- Original article
- Open Access
Engineering of Saccharomyces cerevisiae for the production of poly-3-d-hydroxybutyrate from xylose
AMB Express volume 5, Article number: 14 (2015)
Poly-3-d-hydroxybutyrate (PHB) is a promising biopolymer naturally produced by several bacterial species. In the present study, the robust baker’s yeast Saccharomyces cerevisiae was engineered to produce PHB from xylose, the main pentose found in lignocellulosic biomass. The PHB pathway genes from the well-characterized PHB producer Cupriavidus necator were introduced in recombinant S. cerevisiae strains already capable of pentose utilization by introduction of the fungal genes for xylose utilization from the yeast Scheffersomyces stipitis. PHB production from xylose was successfully demonstrated in shake-flasks experiments, with PHB yield of 1.17 ± 0.18 mg PHB g−1 xylose. Under well-controlled fully aerobic conditions, a titer of 101.7 mg PHB L−1 was reached within 48 hours, with a PHB yield of 1.99 ± 0.15 mg PHB g−1 xylose, thereby demonstrating the potential of this host for PHB production from lignocellulose.
Petroleum-based plastics are essential elements of our contemporary society, and will remain so for a foreseeable future. Still, the world is standing at the threshold of an era marked by scarce fossil-based resources (Lambert et al. 2014; Foley et al. 2011), which called for a transition towards the production of bio-based bulk chemicals from renewable feedstock (European Parliament CotEU 2009). Among candidate feedstock for bio-based polymer production, lignocellulosic biomass such as corn stover, wheat straw or sugar cane bagasse, are amongst the most promising ones (Gírio et al. 2010). Another readily available lignocellulosic feedstock is the spent sulfite liquor (SSL), one of the main by-products from the pulp and paper industry (Novy et al. 2013).

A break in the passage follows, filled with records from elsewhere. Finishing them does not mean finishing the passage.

#[cfg(test)]
mod tests {
    use super::*;
    use pretty_assertions::assert_eq;

    const TIMEOUT: Duration = Duration::from_secs(120);

    fn media(title: &str, url: &str, extractor: &str) -> ExtractedMedia {
        ExtractedMedia {
            title: Some(title.to_string()),
            url: Some(url.to_string()),
            extractor: Some(extractor.to_string()),
            ..ExtractedMedia::default()
        }
    }

    fn search_result(entries: Vec<ExtractedMedia>) -> ExtractedMedia {
        ExtractedMedia {
            kind: Some("playlist".to_string()),
            entries: Some(entries.into_iter().map(Some).collect()),
            ..ExtractedMedia::default()
        }
    }

    fn resolver(mock: MockExtractor) -> MediaResolver {
        MediaResolver::with_limits(Arc::new(mock), None, 5, TIMEOUT, 50)
    }

    fn restricted() -> ExtractionFailure {
        ExtractionFailure::classify("ERROR: [youtube] abc: Sign in to confirm your age")
    }

    #[test]
    fn test_url_detection() {
        assert!(is_url("https://www.youtube.com/watch?v=dQw4w9WgXcQ"));
        assert!(is_url("https://youtu.be/dQw4w9WgXcQ"));
        assert!(is_url("HTTPS://SoundCloud.com/artist/track"));
        assert!(!is_url("never gonna give you up"));
        assert!(!is_url("https://example.com/song.mp3"));
    }

    #[test]
    fn test_playlist_detection() {
        assert!(is_playlist_url("https://www.youtube.com/playlist?list=PL123"));
        assert!(is_playlist_url("https://youtube.com/watch?v=dQw4w9WgXcQ&list=PL123"));
        assert!(is_playlist_url("https://soundcloud.com/artist/sets/album"));
        assert!(is_playlist_url("https://soundcloud.com/artist/likes"));
        assert!(!is_playlist_url("https://www.youtube.com/watch?v=dQw4w9WgXcQ"));
        assert!(!is_playlist_url("https://soundcloud.com/artist/track"));
    }

    #[test]
    fn test_video_id_extraction() {
        assert_eq!(
            extract_video_id("https://www.youtube.com/watch?v=dQw4w9WgXcQ"),
            Some("dQw4w9WgXcQ".to_string())
        );
        assert_eq!(
            extract_video_id("https://youtu.be/dQw4w9WgXcQ"),
            Some("dQw4w9WgXcQ".to_string())
        );
        assert_eq!(extract_video_id("https://youtube.com/"), None);
    }

    #[test]
    fn test_video_id_from_yt_dlp_error() {
        assert_eq!(
            video_id_from_error(
                "ERROR: [youtube] dQw4w9WgXcQ: Sign in to confirm your age. This video may be inappropriate"
            ),
            Some("dQw4w9WgXcQ".to_string())
        );
        assert_eq!(
            video_id_from_error("ERROR: blocked https://www.youtube.com/watch?v=dQw4w9WgXcQ"),
            Some("dQw4w9WgXcQ".to_string())
        );
        assert_eq!(video_id_from_error("ERROR: Sign in to confirm your age"), None);
    }

    #[test]
    fn test_clean_title_for_search() {
        assert_eq!(
            clean_title_for_search("Artist - Song (Official Music Video) [Remastered] HD"),
            "Artist - Song"
        );
        assert_eq!(clean_title_for_search("Song (Lyrics) feat. Someone"), "Song");
        assert_eq!(clean_title_for_search("Shadow   of   VEVO"), "Shadow of");
    }

    #[test]
    fn test_classify_failures() {
        assert!(matches!(restricted(), ExtractionFailure::Restricted(_)));
        assert!(matches!(
            ExtractionFailure::classify("ERROR: Private video"),
            ExtractionFailure::Restricted(_)
        ));
        assert!(matches!(
            ExtractionFailure::classify("ERROR: [youtube] x: Video unavailable"),
            ExtractionFailure::Unavailable(_)
        ));
        assert_eq!(
            ExtractionFailure::classify("WARNING: slow\nERROR: boom\n"),
            ExtractionFailure::Failed("ERROR: boom".to_string())
        );
    }

    #[test]
    fn test_pick_stream_preference() {
        let format = |ext: &str, url: Option<&str>| {
            Some(MediaFormat {
                ext: Some(ext.to_string()),
                url: url.map(str::to_string),
            })
        };

        let direct = media("t", "https://direct", "Youtube");
        assert_eq!(pick_stream(&direct), Some("https://direct".to_string()));

        let with_formats = ExtractedMedia {
            formats: Some(vec![
                format("webm", Some("https://webm")),
                None,
                format("m4a", Some("https://m4a")),
            ]),
            ..ExtractedMedia::default()
        };
        assert_eq!(pick_stream(&with_formats), Some("https://m4a".to_string()));

        let fallback = ExtractedMedia {
            formats: Some(vec![format("webm", Some("https://webm"))]),
            ..ExtractedMedia::default()
        };
        assert_eq!(pick_stream(&fallback), Some("https://webm".to_string()));

        assert_eq!(pick_stream(&ExtractedMedia::default()), None);
    }

    #[test]
    fn test_yt_dlp_json_shape() {
        let json = r#"{
            "id": "dQw4w9WgXcQ",
            "title": "Song",
            "extractor": "youtube",
            "extractor_key": "Youtube",
            "formats": [null, {"ext": "m4a", "url": "https://m4a", "abr": 128}],
            "entries": null
        }"#;
        let parsed: ExtractedMedia = serde_json::from_str(json).unwrap();
        assert_eq!(parsed.extractor.as_deref(), Some("Youtube"));
        assert_eq!(pick_stream(&parsed), Some("https://m4a".to_string()));
    }

    #[tokio::test]
    async fn test_search_prefers_youtube() {
        let mut mock = MockExtractor::new();
        mock.expect_extract()
            .times(1)
            .returning(|reference| {
                assert_eq!(reference, "ytsearch:never gonna");
                Ok(search_result(vec![media("Never Gonna", "https://yt", "Youtube")]))
            });

        let track = resolver(mock).resolve("never gonna").await.unwrap();
        assert_eq!(
            track,
            ResolvedTrack {
                stream_url: "https://yt".to_string(),
                title: "Never Gonna".to_string(),
                platform: Platform::YouTube,
            }
        );
    }

    #[tokio::test]
    async fn test_search_falls_back_to_soundcloud() {
        let mut mock = MockExtractor::new();
        mock.expect_extract().returning(|reference| {
            if reference.starts_with("ytsearch:") {
                Err(ExtractionFailure::Failed("ERROR: network".to_string()))
            } else {
                assert_eq!(reference, "scsearch:song");
                Ok(search_result(vec![media("SC Song", "https://sc", "Soundcloud")]))
            }
        });

        let track = resolver(mock).resolve("song").await.unwrap();
        assert_eq!(track.platform, Platform::SoundCloud);
        assert_eq!(track.stream_url, "https://sc");
    }

    #[tokio::test]
    async fn test_restricted_search_hit_uses_soundcloud_title_search() {
        let mut mock = MockExtractor::new();
        mock.expect_extract().returning(|reference| {
            if reference.starts_with("ytsearch:") {
                Err(ExtractionFailure::classify(
                    "ERROR: [youtube] dQw4w9WgXcQ: Sign in to confirm your age. \
                     This video may be inappropriate for some users.",
                ))
            } else {
                assert_eq!(reference, "scsearch1:Artist - Song");
                Ok(search_result(vec![media("SC Song", "https://sc1", "Soundcloud")]))
            }
        });
        mock.expect_lookup_title()
            .times(1)
            .returning(|video_id| {
                assert_eq!(video_id, "dQw4w9WgXcQ");
                Some("Artist - Song (Official Video)".to_string())
            });

        let track = resolver(mock).resolve("artist song").await.unwrap();
        assert_eq!(track.platform, Platform::SoundCloud);
        assert_eq!(track.stream_url, "https://sc1");
    }

    #[tokio::test]
    async fn test_search_without_results() {
        let mut mock = MockExtractor::new();
        mock.expect_extract()
            .times(2)
            .returning(|_| Ok(search_result(Vec::new())));

        let err = resolver(mock).resolve("nothing here").await.unwrap_err();
        assert_eq!(err, ResolveError::NoResults("nothing here".to_string()));
    }

    #[tokio::test]
    async fn test_restricted_url_uses_youtube_music() {
        let mut mock = MockExtractor::new();
        mock.expect_extract().returning(|reference| {
            if reference.starts_with("https://music.youtube.com/") {
                assert_eq!(reference, "https://music.youtube.com/watch?v=dQw4w9WgXcQ");
                Ok(media("Song", "https://ytm", "Youtube"))
            } else {
                Err(restricted())
            }
        });

        let track = resolver(mock)
            .resolve("https://www.youtube.com/watch?v=dQw4w9WgXcQ")
            .await
            .unwrap();
        assert_eq!(track.platform, Platform::Other("YouTube Music".to_string()));
        assert_eq!(track.stream_url, "https://ytm");
    }

    #[tokio::test]
    async fn test_restricted_url_falls_back_to_soundcloud_title_search() {
        let mut mock = MockExtractor::new();
        mock.expect_extract().returning(|reference| {
            if reference.starts_with("scsearch1:") {
                assert_eq!(reference, "scsearch1:Artist - Song");
                Ok(search_result(vec![media("Song", "https://sc", "Soundcloud")]))
            } else {
                Err(restricted())
            }
        });
        mock.expect_lookup_title()
            .times(1)
            .returning(|_| Some("Artist - Song (Official Video) [4K]".to_string()));

        let track = resolver(mock)
            .resolve("https://youtu.be/dQw4w9WgXcQ")
            .await
            .unwrap();
        assert_eq!(track.platform, Platform::SoundCloud);
        assert_eq!(track.stream_url, "https://sc");
    }

    #[tokio::test]
    async fn test_restricted_url_suggests_youtube_music_when_all_fail() {
        let mut mock = MockExtractor::new();
        mock.expect_extract().returning(|_| Err(restricted()));
        mock.expect_lookup_title().returning(|_| None);

        let err = resolver(mock)
            .resolve("https://www.youtube.com/watch?v=dQw4w9WgXcQ")
            .await
            .unwrap_err();
        assert_eq!(
            err,
            ResolveError::AgeRestricted {
                music_url: Some("https://music.youtube.com/watch?v=dQw4w9WgXcQ".to_string())
            }
        );
    }

    #[tokio::test]
    async fn test_url_without_stream() {
        let mut mock = MockExtractor::new();
        mock.expect_extract().returning(|_| {
            Ok(ExtractedMedia {
                title: Some("Song".to_string()),
                ..ExtractedMedia::default()
            })
        });

        let err = resolver(mock)
            .resolve("https://soundcloud.com/artist/track")
            .await
            .unwrap_err();
        assert_eq!(err, ResolveError::NoStream);
    }

    struct SlowExtractor;

    #[async_trait]
    impl Extractor for SlowExtractor {
        async fn extract(&self, _reference: &str) -> Result<ExtractedMedia, ExtractionFailure> {
            tokio::time::sleep(Duration::from_secs(600)).await;
            Ok(ExtractedMedia::default())
        }

        async fn extract_flat(
            &self,
            _reference: &str,
            _limit: usize,
        ) -> Result<ExtractedMedia, ExtractionFailure> {
            tokio::time::sleep(Duration::from_secs(600)).await;
            Ok(ExtractedMedia::default())
        }

        async fn lookup_title(&self, _video_id: &str) -> Option<String> {
            None
        }
    }

    #[tokio::test(start_paused = true)]
    async fn test_extraction_timeout_is_typed() {
        let resolver = MediaResolver::with_limits(Arc::new(SlowExtractor), None, 5, TIMEOUT, 50);
        let err = resolver
            .resolve("https://soundcloud.com/artist/track")
            .await
            .unwrap_err();
        assert_eq!(err, ResolveError::Timeout(TIMEOUT));

        let err = resolver.resolve("slow search").await.unwrap_err();
        assert_eq!(err, ResolveError::Timeout(TIMEOUT));
    }

    #[tokio::test(start_paused = true)]
    async fn test_cache_fresh_hit_and_stale_fallback() {
        const HOUR: Duration = Duration::from_secs(3600);
        let mut mock = MockExtractor::new();
        let mut calls = 0;
        mock.expect_extract().times(3).returning(move |_| {
            calls += 1;
            if calls == 1 {
                Ok(search_result(vec![media("Song", "https://yt", "Youtube")]))
            } else {
                Err(ExtractionFailure::Failed("ERROR: offline".to_string()))
            }
        });

        let cache = MusicCache::new(10, 24 * HOUR, 6 * HOUR);
        let resolver = MediaResolver::with_limits(Arc::new(mock), Some(cache), 5, TIMEOUT, 50);

        let first = resolver.resolve("Song").await.unwrap();
        // Misma consulta normalizada: servida desde el cache sin extraer
        let cached = resolver.resolve("  song ").await.unwrap();
        assert_eq!(first, cached);

        tokio::time::advance(7 * HOUR).await;
        // Entrada vieja: YouTube y SoundCloud fallan al refrescar
        let stale = resolver.resolve("song").await.unwrap();
        assert_eq!(stale, first);
    }

    #[tokio::test]
    async fn test_playlist_counts_failures_and_keeps_order() {
        let mut mock = MockExtractor::new();
        mock.expect_extract_flat().times(1).returning(|_, limit| {
            assert_eq!(limit, 50);
            let flat = |id: &str| ExtractedMedia {
                kind: Some("url".to_string()),
                url: Some(format!("https://www.youtube.com/watch?v={}", id)),
                ..ExtractedMedia::default()
            };
            Ok(ExtractedMedia {
                title: Some("Mix".to_string()),
                entries: Some(vec![
                    Some(flat("aaaaaaaaaaa")),
                    None,
                    Some(flat("bbbbbbbbbbb")),
                    Some(flat("ccccccccccc")),
                ]),
                ..ExtractedMedia::default()
            })
        });
        mock.expect_extract().returning(|reference| {
            if reference.ends_with("bbbbbbbbbbb") {
                Err(ExtractionFailure::Unavailable("ERROR: Video unavailable".to_string()))
            } else {
                let id = &reference[reference.len() - 11..];
                Ok(media(id, &format!("https://stream/{}", id), "Youtube"))
            }
        });

        let playlist = resolver(mock)
            .resolve_playlist("https://www.youtube.com/playlist?list=PL1")
            .await
            .unwrap();

        let titles: Vec<&str> = playlist.tracks.iter().map(|t| t.title.as_str()).collect();
        assert_eq!(titles, vec!["aaaaaaaaaaa", "ccccccccccc"]);
        assert_eq!(playlist.failed, 1);
        assert_eq!(playlist.title.as_deref(), Some("Mix"));
    }

    #[tokio::test]
    async fn test_empty_playlist_is_an_error() {
        let mut mock = MockExtractor::new();
        mock.expect_extract_flat()
            .returning(|_, _| Ok(ExtractedMedia::default()));

        let err = resolver(mock)
            .resolve_playlist("https://soundcloud.com/artist/sets/empty")
            .await
            .unwrap_err();
        assert!(matches!(err, ResolveError::NoResults(_)));
    }
}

However, up to now, the bio-based polymers that are entering the market as replacement for their petroleum-based counterparts are produced from simple sugars, such as glucose, or food crop residuals such as glycerol. Polyhydroxyalkanoates (PHAs) are some of the most promising biodegradable biopolymers for a sustainable future (Philip et al. 2007). Poly-(R)-3-hydroxybutyrate (PHB), that is naturally produced by several bacterial species as an energy storage depot, typically under conditions of nitrogen starvation (Suriyamongkol et al. 2007; Madison and Huisman 1999), is one of the most studied PHAs. Numerous hosts have been suggested as PHA producers, such as natural PHB-producing bacterial species or engineered Escherichia coli. Nevertheless E. coli suffers from regular phage infections in industrial production settings (Lian et al. 2014), while the natural PHB-producing bacterial species are not well adapted to harsh environments, such as growth in SSL. Instead baker’s yeast Saccharomyces cerevisiae, that is known for its tolerance to acidic and inhibitor-rich conditions, is considered one of the favored species for converting the sugars found in SSL into bulk chemicals of interest – e.g. PHB (Demeke et al. 2013). SSLs are commonly rich in xylose, a pentose sugar that is not naturally consumed by S. cerevisiae. Therefore, efficient xylose-metabolizing S. cerevisiae strains have been developed (Hahn-Hägerdal et al. 2007; Kim et al. 2013).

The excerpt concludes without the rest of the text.